Tavodo mit den Brenta-Bergen
Wir fahren südlich um die Brenta herum und durch die Judikarischen Täler aufwärts in Richtung Madonna di Campiglio. Hinter Pinzolo geht es steil bergan, und mit jedem Kilometer des Höherkommens wird das Gipfelpanorama der Brenta gewaltiger. Kurz vor Madonna di Campiglio ist die Aufstellung komplett: Cima Sella, Cima Brenta, die Sfulmini mit den berühmten Campanili (Guglia di Brenta), Cima Tosa und Crozzon di Brenta. Ein herrliches Bild, das den Wunsch des Wiederkommens weckt. Auf dem Rückweg besuchen wir noch zwei der mittelalterlichen Kirchen im Tal, an den Außenwänden geschmückt mit Fresken (16. Jahrhundert) der Malerfamilie Baschenis.
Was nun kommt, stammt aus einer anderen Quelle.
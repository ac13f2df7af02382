//! Where a run writes its artifacts.

use std::path::{Path, PathBuf};

use tracing::info;

use crate::error::Result;

/// Output directory plus an optional file-name prefix, resolved once per run.
#[derive(Clone, Debug, PartialEq, Eq)]
pub struct OutputLocation {
    dir: PathBuf,
    prefix: Option<String>,
}

impl OutputLocation {
    pub fn new(dir: impl Into<PathBuf>) -> Self {
        Self {
            dir: dir.into(),
            prefix: None,
        }
    }

    /// Same directory, with every file name prefixed `<prefix>_`.
    pub fn with_prefix(&self, prefix: impl Into<String>) -> Self {
        Self {
            dir: self.dir.clone(),
            prefix: Some(prefix.into()),
        }
    }

    pub fn dir(&self) -> &Path {
        &self.dir
    }

    pub fn file(&self, name: &str) -> PathBuf {
        match &self.prefix {
            Some(p) => self.dir.join(format!("{p}_{name}")),
            None => self.dir.join(name),
        }
    }

    pub fn ensure_dir(&self) -> Result<()> {
        std::fs::create_dir_all(&self.dir)?;
        Ok(())
    }
}

/// Create a fresh `<parent>/<name>` directory. An existing one is first
/// renamed to the lowest free `<name>_<n>`, so earlier results survive.
pub fn rotate_results_dir(parent: &Path, name: &str) -> Result<PathBuf> {
    let dir = parent.join(name);
    if dir.exists() {
        let mut n = 1usize;
        let archived = loop {
            let candidate = parent.join(format!("{name}_{n}"));
            if !candidate.exists() {
                break candidate;
            }
            n += 1;
        };
        std::fs::rename(&dir, &archived)?;
        info!(from = %dir.display(), to = %archived.display(), "Archived previous results");
    }
    std::fs::create_dir_all(&dir)?;
    Ok(dir)
}
use std::path::{Path, PathBuf};

use ndarray::Array3;
use tracing::info;

use crate::consts::{COLOR_CHANNEL_COUNT, DOWNSCALED_SUFFIX, SER_TICKS_PER_SECOND};
use crate::error::Result;
use crate::frame::ColorFrame;
use crate::io::ser::{encode_frame, SerHeader, SerReader};
use crate::io::ser_writer::SerWriter;
use crate::io::source::open_source;

/// Location of the downscaled copy of `input`: `<stem>_small.ser` alongside it.
pub fn downscaled_path(input: &Path) -> PathBuf {
    let stem = input
        .file_stem()
        .map(|s| s.to_string_lossy().into_owned())
        .unwrap_or_default();
    input.with_file_name(format!("{stem}{DOWNSCALED_SUFFIX}.ser"))
}

/// Downscale any supported container to a SER copy of `target_height` rows.
pub fn downscale_video(input: &Path, target_height: u32) -> Result<PathBuf> {
    let is_ser = input
        .extension()
        .is_some_and(|e| e.eq_ignore_ascii_case("ser"));
    if is_ser {
        downscale_ser(input, target_height)
    } else {
        downscale_stream(input, target_height)
    }
}

/// Scaled geometry keeping the aspect ratio.
fn scaled_size(width: u32, height: u32, target_height: u32) -> (u32, u32) {
    let scale = target_height as f64 / height as f64;
    (((width as f64 * scale).round() as u32).max(1), target_height)
}

/// Write a copy of `input` scaled to `target_height` rows, keeping the
/// aspect ratio. An existing copy is reused; sources already at or below the
/// target height are returned as-is.
pub fn downscale_ser(input: &Path, target_height: u32) -> Result<PathBuf> {
    let reader = SerReader::open(input)?;
    let src = &reader.header;
    if target_height == 0 || target_height >= src.height {
        return Ok(input.to_path_buf());
    }

    let out_path = downscaled_path(input);
    if out_path.exists() {
        info!(path = %out_path.display(), "Reusing downscaled video");
        return Ok(out_path);
    }

    let (new_w, new_h) = scaled_size(src.width, src.height, target_height);
    let header = src.resized(new_w, new_h);

    info!(
        from = format!("{}x{}", src.width, src.height),
        to = format!("{new_w}x{new_h}"),
        "Downscaling video"
    );

    let mut writer = SerWriter::create(&out_path, &header)?;
    let mut timestamps = Vec::with_capacity(reader.frame_count());
    for i in 0..reader.frame_count() {
        let frame = reader.read_frame(i)?;
        let resized = resize_bilinear(&frame, new_w as usize, new_h as usize);
        writer.write_raw_frame(&encode_frame(&resized, &header))?;
        if let Some(ts) = reader.read_timestamp(i) {
            timestamps.push(ts);
        }
    }
    if timestamps.len() == reader.frame_count() {
        writer.write_timestamps(&timestamps)?;
    }
    writer.finalize()?;

    Ok(out_path)
}

/// Decode `input` sequentially into an 8-bit RGB SER copy. Timestamps are
/// synthesized from the container frame rate when it reports one.
fn downscale_stream(input: &Path, target_height: u32) -> Result<PathBuf> {
    let mut source = open_source(input)?;
    let info = source.info().clone();
    if target_height == 0 || target_height >= info.height {
        return Ok(input.to_path_buf());
    }

    let out_path = downscaled_path(input);
    if out_path.exists() {
        info!(path = %out_path.display(), "Reusing downscaled video");
        return Ok(out_path);
    }

    let (new_w, new_h) = scaled_size(info.width, info.height, target_height);
    let header = SerHeader::rgb8(new_w, new_h);
    info!(
        from = format!("{}x{}", info.width, info.height),
        to = format!("{new_w}x{new_h}"),
        "Downscaling video to SER"
    );

    let mut writer = SerWriter::create(&out_path, &header)?;
    while let Some(frame) = source.next_frame()? {
        let resized = resize_bilinear(&frame, new_w as usize, new_h as usize);
        writer.write_raw_frame(&encode_frame(&resized, &header))?;
    }
    if let Some(spf) = source.seconds_per_frame() {
        let ticks = spf * SER_TICKS_PER_SECOND;
        let timestamps: Vec<u64> = (0..writer.frames_written())
            .map(|i| (i as f64 * ticks).round() as u64)
            .collect();
        writer.write_timestamps(&timestamps)?;
    }
    writer.finalize()?;

    Ok(out_path)
}

/// Bilinear resample of every channel onto a `width` x `height` grid.
pub fn resize_bilinear(frame: &ColorFrame, width: usize, height: usize) -> ColorFrame {
    let (src_h, src_w, _) = frame.data.dim();
    let sy = src_h as f64 / height as f64;
    let sx = src_w as f64 / width as f64;

    let data = Array3::from_shape_fn((height, width, COLOR_CHANNEL_COUNT), |(r, c, ch)| {
        // Pixel centers map onto pixel centers.
        let y = ((r as f64 + 0.5) * sy - 0.5).clamp(0.0, (src_h - 1) as f64);
        let x = ((c as f64 + 0.5) * sx - 0.5).clamp(0.0, (src_w - 1) as f64);
        let y0 = y.floor() as usize;
        let x0 = x.floor() as usize;
        let y1 = (y0 + 1).min(src_h - 1);
        let x1 = (x0 + 1).min(src_w - 1);
        let fy = (y - y0 as f64) as f32;
        let fx = (x - x0 as f64) as f32;

        let v00 = frame.data[[y0, x0, ch]];
        let v01 = frame.data[[y0, x1, ch]];
        let v10 = frame.data[[y1, x0, ch]];
        let v11 = frame.data[[y1, x1, ch]];

        v00 * (1.0 - fx) * (1.0 - fy) + v01 * fx * (1.0 - fy) + v10 * (1.0 - fx) * fy + v11 * fx * fy
    });

    ColorFrame::new(data, frame.original_bit_depth, frame.index)
}
use std::path::PathBuf;

use anyhow::{Context, Result};
use clap::Args;
use resonator_core::pipeline::config::ResonatorConfig;

use crate::summary::print_config_summary;

#[derive(Args)]
pub struct ConfigArgs {
    /// Write the default config to a file instead of stdout
    #[arg(short, long, conflicts_with = "check")]
    pub output: Option<PathBuf>,

    /// Load and validate an existing config file, then summarize it
    #[arg(long)]
    pub check: Option<PathBuf>,
}

pub fn run(args: &ConfigArgs) -> Result<()> {
    if let Some(ref path) = args.check {
        let config = ResonatorConfig::load(path)
            .with_context(|| format!("Invalid config {}", path.display()))?;
        print_config_summary("Resonator Config", path, &config);
        println!();
        return Ok(());
    }

    let text = ResonatorConfig::default_toml()?;
    match args.output {
        Some(ref path) => {
            std::fs::write(path, &text)
                .with_context(|| format!("Failed to write {}", path.display()))?;
            println!("Default config saved to {}", path.display());
        }
        None => print!("{text}"),
    }
    Ok(())
}
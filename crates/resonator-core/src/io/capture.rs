//! Frame source for compressed containers (mp4, avi, mov) decoded by OpenCV.

use std::path::Path;

use ndarray::Array3;
use opencv::{core, prelude::*, videoio};
use tracing::debug;

use crate::consts::COLOR_CHANNEL_COUNT;
use crate::error::{ResonatorError, Result};
use crate::frame::{ColorFrame, ColorMode, SourceInfo};
use crate::io::source::FrameSource;

/// Sequential reader over a `VideoCapture`.
pub struct CvSource {
    capture: videoio::VideoCapture,
    info: SourceInfo,
    fps: f64,
    cursor: usize,
    buffer: Mat,
}

impl CvSource {
    pub fn open(path: &Path) -> Result<Self> {
        let name = path.to_str().ok_or_else(|| {
            ResonatorError::Stream(format!("Non UTF-8 video path: {}", path.display()))
        })?;
        let capture = videoio::VideoCapture::from_file(name, videoio::CAP_ANY)?;
        if !capture.is_opened()? {
            return Err(ResonatorError::Stream(format!(
                "Failed to open video: {}",
                path.display()
            )));
        }

        let width = capture.get(videoio::CAP_PROP_FRAME_WIDTH)?;
        let height = capture.get(videoio::CAP_PROP_FRAME_HEIGHT)?;
        if width < 1.0 || height < 1.0 {
            return Err(ResonatorError::InvalidDimensions {
                width: width.max(0.0) as u32,
                height: height.max(0.0) as u32,
            });
        }
        // Container estimate; the decoder may deliver fewer frames.
        let total_frames = capture.get(videoio::CAP_PROP_FRAME_COUNT)?.max(0.0) as usize;
        let fps = capture.get(videoio::CAP_PROP_FPS)?;

        let info = SourceInfo {
            filename: path.to_path_buf(),
            total_frames,
            width: width as u32,
            height: height as u32,
            bit_depth: 8,
            color_mode: ColorMode::BGR,
        };
        debug!(
            path = %path.display(),
            frames = info.total_frames,
            width = info.width,
            height = info.height,
            fps,
            "Opened video capture"
        );
        Ok(Self {
            capture,
            info,
            fps,
            cursor: 0,
            buffer: Mat::default(),
        })
    }
}

impl FrameSource for CvSource {
    fn info(&self) -> &SourceInfo {
        &self.info
    }

    fn seconds_per_frame(&self) -> Option<f64> {
        (self.fps.is_finite() && self.fps > 0.0).then(|| 1.0 / self.fps)
    }

    fn position(&self) -> usize {
        self.cursor
    }

    fn next_frame(&mut self) -> Result<Option<ColorFrame>> {
        if !self.capture.read(&mut self.buffer)? || self.buffer.empty() {
            return Ok(None);
        }
        let frame = bgr_to_frame(&self.buffer, self.cursor)?;
        self.cursor += 1;
        Ok(Some(frame))
    }

    fn skip(&mut self, count: usize) -> Result<usize> {
        let mut skipped = 0;
        while skipped < count && self.capture.grab()? {
            skipped += 1;
        }
        self.cursor += skipped;
        Ok(skipped)
    }
}

/// Convert a decoded 8-bit BGR `Mat` into an RGB frame in [0, 1].
fn bgr_to_frame(mat: &Mat, index: usize) -> Result<ColorFrame> {
    if mat.typ() != core::CV_8UC3 {
        return Err(ResonatorError::Stream(format!(
            "Unsupported decoded pixel type {} (expected 8-bit BGR)",
            mat.typ()
        )));
    }
    let (h, w) = (mat.rows() as usize, mat.cols() as usize);
    let pixels = mat.data_typed::<core::Vec3b>()?;
    let data = Array3::from_shape_fn((h, w, COLOR_CHANNEL_COUNT), |(row, col, ch)| {
        pixels[row * w + col].0[2 - ch] as f32 / 255.0
    });
    Ok(ColorFrame::new(data, 8, index))
}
Brenta-Berge: die Sfulmini
Brenta-Berge: Panorama von Madonna di Campiglio aus
Von Pregasina zur Punta Larici
Eine Wanderung in der Frühe von Pregasina zur Punta Larici. Das kleine Dorf Pregasina liegt auf einer Hangterrasse hoch über dem Gardasee und ist über den Ledro-Tunnel und ein schmales Sträßchen erreichbar. Schon vom Parkpatz aus sind die rosaroten Blütenkugeln des Dreizähnigen Knabenkrautes Neotinea tridentata unterhalb der Kirchenmauer zu sehen. Schöne Exemplare stehen hier. Diese Orchidee ist wirklich häufig in der Gegend, vielleicht hätte sie besser tridentina als tridentata heissen sollen: Trientinisches Knabenkraut…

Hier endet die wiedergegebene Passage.